Keine Änderung der Gesetzeslage
Der Leitfaden war nach einem von Papst Franziskus einberufenen Gipfel zur Missbrauchsprävention im Vatikan im Februar 2019 angekündigt worden. Änderungen der Gesetzeslage sind damit nicht verbunden, betonte Glaubenspräfekt Ladaria zur Veröffentlichung der Handreichung. Die Glaubenskongregation ist für die kirchenstrafrechtliche Aufarbeitung von Missbrauchsdelikten zuständig und arbeitet darin eng mit Diözesangerichten weltweit zusammen.

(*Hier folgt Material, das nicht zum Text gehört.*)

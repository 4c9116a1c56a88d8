//! Routing information derived from one topology snapshot.
//!
//! A single shortest-path run from the local node yields the incoming edge
//! of every reachable node. Next hops are resolved lazily from that map and
//! memoized for every node passed on the way; the spanning tree is built on
//! first request by grouping the incoming edges by their source node.
//!
//! Instances are never updated in place. A new snapshot produces a new
//! instance, and holders of an old one keep a consistent view.

use crate::error::RoutingError;
use overlay_topology::{GraphSnapshot, NetworkGraphLink, NodeId};
use std::collections::{BTreeMap, BTreeSet, HashMap};
use std::fmt;
use std::sync::{Arc, Mutex, MutexGuard};
use tracing::debug;

/// Shortest-path tree rooted at the local node
#[derive(Debug, Clone, PartialEq, Eq)]
pub struct SpanningTree {
    root: NodeId,
    children: BTreeMap<NodeId, Vec<NetworkGraphLink>>,
}

impl SpanningTree {
    fn from_incoming(root: NodeId, incoming: &HashMap<NodeId, NetworkGraphLink>) -> Self {
        let mut children: BTreeMap<NodeId, Vec<NetworkGraphLink>> = BTreeMap::new();
        for link in incoming.values() {
            children
                .entry(link.source.clone())
                .or_default()
                .push(link.clone());
        }
        for links in children.values_mut() {
            links.sort_by(|a, b| a.target.cmp(&b.target));
        }
        Self { root, children }
    }

    /// Root of the tree
    pub fn root(&self) -> &NodeId {
        &self.root
    }

    /// Links to the immediate children of `node`
    pub fn children_of(&self, node: &NodeId) -> &[NetworkGraphLink] {
        self.children.get(node).map(Vec::as_slice).unwrap_or(&[])
    }

    /// All tree links
    pub fn links(&self) -> impl Iterator<Item = &NetworkGraphLink> {
        self.children.values().flatten()
    }

    /// Number of tree links
    pub fn link_count(&self) -> usize {
        self.children.values().map(Vec::len).sum()
    }

    fn fmt_subtree(&self, f: &mut fmt::Formatter<'_>, node: &NodeId, depth: usize) -> fmt::Result {
        for link in self.children_of(node) {
            writeln!(
                f,
                "{:indent$}--[{}]--> {}",
                "",
                link.link_id,
                link.target,
                indent = depth * 2
            )?;
            self.fmt_subtree(f, &link.target, depth + 1)?;
        }
        Ok(())
    }
}

impl fmt::Display for SpanningTree {
    fn fmt(&self, f: &mut fmt::Formatter<'_>) -> fmt::Result {
        writeln!(f, "{}", self.root)?;
        self.fmt_subtree(f, &self.root, 1)
    }
}

#[derive(Debug, Default)]
struct RoutingCache {
    next_hops: HashMap<NodeId, NetworkGraphLink>,
    spanning_tree: Option<Arc<SpanningTree>>,
    misses: u64,
}

/// Routing view over one frozen topology snapshot
#[derive(Debug)]
pub struct NetworkRoutingInformation {
    snapshot: Arc<GraphSnapshot>,
    reachable: BTreeSet<NodeId>,
    incoming: HashMap<NodeId, NetworkGraphLink>,
    cache: Mutex<RoutingCache>,
}

impl NetworkRoutingInformation {
    /// Run the shortest-path computation over `snapshot`
    pub fn from_snapshot(snapshot: Arc<GraphSnapshot>) -> Result<Self, RoutingError> {
        let local = snapshot.local_node().clone();
        if !snapshot.contains_node(&local) {
            return Err(RoutingError::LocalNodeMissing { local });
        }

        let incoming = snapshot.shortest_path_incoming_edges();
        let mut reachable: BTreeSet<NodeId> = incoming.keys().cloned().collect();
        reachable.insert(local.clone());

        debug!(
            "Computed routing information for {}: {} of {} nodes reachable",
            local,
            reachable.len(),
            snapshot.node_count()
        );

        Ok(Self {
            snapshot,
            reachable,
            incoming,
            cache: Mutex::new(RoutingCache::default()),
        })
    }

    fn cache(&self) -> MutexGuard<'_, RoutingCache> {
        self.cache.lock().unwrap_or_else(|e| e.into_inner())
    }

    /// The local node
    pub fn local_node(&self) -> &NodeId {
        self.snapshot.local_node()
    }

    /// The snapshot this information was computed from
    pub fn snapshot(&self) -> &Arc<GraphSnapshot> {
        &self.snapshot
    }

    /// Nodes reachable from the local node, including itself
    pub fn reachable_nodes(&self) -> &BTreeSet<NodeId> {
        &self.reachable
    }

    /// Whether `node` is reachable from the local node
    pub fn is_reachable(&self, node: &NodeId) -> bool {
        self.reachable.contains(node)
    }

    /// The link by which `node` is first reached, if reachable and not local
    pub fn incoming_edge(&self, node: &NodeId) -> Option<&NetworkGraphLink> {
        self.incoming.get(node)
    }

    fn check_target(&self, target: &NodeId) -> Result<(), RoutingError> {
        if target == self.local_node() {
            return Err(RoutingError::RouteToSelf {
                target: target.clone(),
            });
        }
        if !self.incoming.contains_key(target) {
            return Err(RoutingError::NoRoute {
                target: target.clone(),
            });
        }
        Ok(())
    }

    /// The outgoing link a message to `target` should be sent on
    pub fn next_link_towards(&self, target: &NodeId) -> Result<NetworkGraphLink, RoutingError> {
        self.check_target(target)?;

        let mut cache = self.cache();
        if let Some(link) = cache.next_hops.get(target) {
            return Ok(link.clone());
        }

        // Walk back until a node with a known next hop or the local node is found
        let local = self.local_node();
        let mut unresolved = Vec::new();
        let mut current = target;
        let next_hop = loop {
            if let Some(link) = cache.next_hops.get(current) {
                break link.clone();
            }
            let link = self
                .incoming
                .get(current)
                .ok_or_else(|| RoutingError::NoRoute {
                    target: target.clone(),
                })?;
            unresolved.push(current.clone());
            if link.source == *local {
                break link.clone();
            }
            current = &link.source;
        };

        for node in unresolved {
            cache.misses += 1;
            cache.next_hops.insert(node, next_hop.clone());
        }
        Ok(next_hop)
    }

    /// The full sequence of links from the local node to `target`
    pub fn route_to(&self, target: &NodeId) -> Result<Vec<NetworkGraphLink>, RoutingError> {
        self.check_target(target)?;

        let local = self.local_node();
        let mut route = Vec::new();
        let mut current = target;
        while current != local {
            let link = self
                .incoming
                .get(current)
                .ok_or_else(|| RoutingError::NoRoute {
                    target: target.clone(),
                })?;
            route.push(link.clone());
            current = &link.source;
        }
        route.reverse();
        Ok(route)
    }

    /// Shortest-path spanning tree from the local node
    pub fn spanning_tree(&self) -> Arc<SpanningTree> {
        let mut cache = self.cache();
        if let Some(tree) = &cache.spanning_tree {
            return tree.clone();
        }
        let tree = Arc::new(SpanningTree::from_incoming(
            self.local_node().clone(),
            &self.incoming,
        ));
        cache.spanning_tree = Some(tree.clone());
        tree
    }

    /// Next hop for every reachable node except the local one, in node order
    pub fn next_hop_table(&self) -> Vec<(NodeId, NetworkGraphLink)> {
        let mut table = Vec::with_capacity(self.incoming.len());
        for node in &self.reachable {
            if let Ok(link) = self.next_link_towards(node) {
                table.push((node.clone(), link));
            }
        }
        table
    }

    /// Number of nodes whose next hop had to be computed
    pub fn cache_misses(&self) -> u64 {
        self.cache().misses
    }

    /// Reset the cache miss counter
    pub fn reset_cache_misses(&self) {
        self.cache().misses = 0;
    }
}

Das Vademecum richte sich insbesondere an Bischöfe, Ordensobere, Kirchengerichte, Rechtsfachleute und Verantwortliche der von den Bischofskonferenzen eingerichteten Meldestellen, erklärte der Sekretär der Glaubenskongregation, Kurienerzbischof Giacomo Morandi. "In Anbetracht der Komplexität der Normen und der Praxis möchte dieser Leitfaden den Weg weisen und den Zuständigen helfen, nicht den Überblick zu verlieren", sagte er dem Portal "Vatican News".
Wesentliche Grundlagen für den Leitfaden sind der 2001 veröffentlichte und 2010 überarbeitete Papst-Erlass "Sacramentorum sanctitatis tutela" mit seinen aktuellen Ergänzungen, das Papstschreiben "Vos estis lux mundi" vom Mai 2019 und die Rechtspraxis der Glaubenskongregation, die für die strafrechtliche Aufarbeitung von Missbrauchsdelikten in der katholischen Kirche zuständig ist.